IEA chief urges gov’ts to cut oil use as Hormuz crisis deepens

IEA chief urges gov’ts to cut oil use as Hormuz crisis deepens

Sefer Levent – ISTANBUL

 

The head of the International Energy Agency (IEA) has called on governments to immediately slash oil and gas consumption through emergency conservation measures, warning that the ongoing closure of the Strait of Hormuz has triggered the worst energy security crisis in recorded history.

Fatih Birol, the IEA's executive director, urged nations to adopt a sweeping set of demand-reduction steps, including work-from-home mandates, lower highway speed limits, cheaper public transit and grounded private jets, framing the push as a wartime-style mobilization comparable to pandemic-era restrictions.

"The main solution for markets and prices to return to normal levels is the reopening of the Strait of Hormuz," Birol told daily Hürriyet in an interview.

"Our efforts will only ease the economic pain. But if the strait remains closed for a long time, economic damage around the world could increase rapidly."

Birol said daily oil production losses from the disruption have reached 11 million barrels, surpassing the combined losses of both the 1973 and 1979 oil shocks, which together cost the world 10 million barrels per day.

The natural gas toll is similarly staggering. Birol said 140 billion cubic meters of gas supply have been disrupted, nearly double the losses sustained during the Russia-Ukraine war, as exports from Qatar and the United Arab Emirates have been cut off.

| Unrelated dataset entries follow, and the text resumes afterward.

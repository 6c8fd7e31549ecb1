//! Lazy guidepost decoding

use std::iter::FusedIterator;

use crate::observability::{Event, Logger};

use super::codec::PrefixDecoder;
use super::errors::DecodeError;
use super::guideposts::GuidePostsInfo;

/// One decoded guidepost
#[derive(Debug, Clone, PartialEq, Eq)]
pub struct Guidepost {
    /// Position in decode order
    pub index: usize,
    pub key: Vec<u8>,
    pub row_count: u64,
    pub byte_count: u64,
    pub timestamp: i64,
}

/// Single-pass iterator over a snapshot's guideposts.
///
/// A malformed or short stream ends the iteration early; the cause is
/// logged once and kept in [`GuidepostDecoder::truncation`].
#[derive(Debug)]
pub struct GuidepostDecoder<'a> {
    info: &'a GuidePostsInfo,
    keys: PrefixDecoder<'a>,
    index: usize,
    truncation: Option<DecodeError>,
}

impl<'a> GuidepostDecoder<'a> {
    pub fn new(info: &'a GuidePostsInfo) -> Self {
        Self {
            info,
            keys: PrefixDecoder::new(info.encoded_keys(), info.max_key_length()),
            index: 0,
            truncation: None,
        }
    }

    /// Number of guideposts produced so far
    pub fn decoded(&self) -> usize {
        self.index
    }

    /// Why decoding stopped before `count`, if it did
    pub fn truncation(&self) -> Option<&DecodeError> {
        self.truncation.as_ref()
    }

    fn is_done(&self) -> bool {
        self.truncation.is_some() || self.index >= self.info.count()
    }

    fn truncate(&mut self, err: DecodeError) {
        let decoded = self.index.to_string();
        let expected = self.info.count().to_string();
        let reason = err.to_string();
        Logger::warn(
            Event::GuidepostDecodeTruncated,
            &[
                ("decoded", decoded.as_str()),
                ("expected", expected.as_str()),
                ("reason", reason.as_str()),
            ],
        );
        self.truncation = Some(err);
    }
}

impl Iterator for GuidepostDecoder<'_> {
    type Item = Guidepost;

    fn next(&mut self) -> Option<Guidepost> {
        if self.is_done() {
            return None;
        }

        let key = match self.keys.next_key() {
            Ok(Some(key)) => key.to_vec(),
            Ok(None) => {
                self.truncate(DecodeError::UnexpectedEof);
                return None;
            }
            Err(err) => {
                self.truncate(err);
                return None;
            }
        };

        let index = self.index;
        self.index += 1;
        Some(Guidepost {
            index,
            key,
            row_count: self.info.row_counts()[index],
            byte_count: self.info.byte_counts()[index],
            timestamp: self.info.timestamps()[index],
        })
    }

    fn size_hint(&self) -> (usize, Option<usize>) {
        if self.is_done() {
            (0, Some(0))
        } else {
            (0, Some(self.info.count() - self.index))
        }
    }
}

impl FusedIterator for GuidepostDecoder<'_> {}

"The crisis we are experiencing now is bigger than the sum of the two oil crises of the 1970s and the gas crisis of the Russia-Ukraine war, bigger than all three combined," he said.

Birol cautioned that the crisis extends well beyond fuel.

"More than a third of the world’s fertilizer passes through the Strait of Hormuz, and if this continues, it will both impact the agricultural sector and potentially lead to a steady rise in food prices,” he said.

“Additionally, a quarter of petrochemical products also pass through the strait. The petroleum products that serve as the raw materials for the petrochemical industry pass through there as well. There is sulfur, there is helium, and there are certain substances that are especially essential in the medical field. When we put all of this together, we are facing the greatest energy security threat the world has ever confronted."

If the disruption persists, Birol said the consequences could be severe and lasting. Sustained high energy prices would stoke inflation, widen current account deficits in energy-importing nations and slow economic growth, potentially pushing vulnerable economies into a debt spiral reminiscent of the late 1970s and early 1980s.

 

Proposed measures

With reopening the Strait of Hormuz beyond its direct control, Birol said the IEA is pressing governments hard on the demand side, urging them to expand remote work, reduce highway speed limits by at least 10 kilometers per hour, cut public transit fares, implement license plate rotation systems and promote carpooling. The agency is also calling on countries to optimize freight logistics, ground private and corporate jets, shift dual-fuel vehicles from LPG to gasoline to preserve the fuel for cooking, encourage electric cooking alternatives and improve operational efficiency across the petrochemical sector.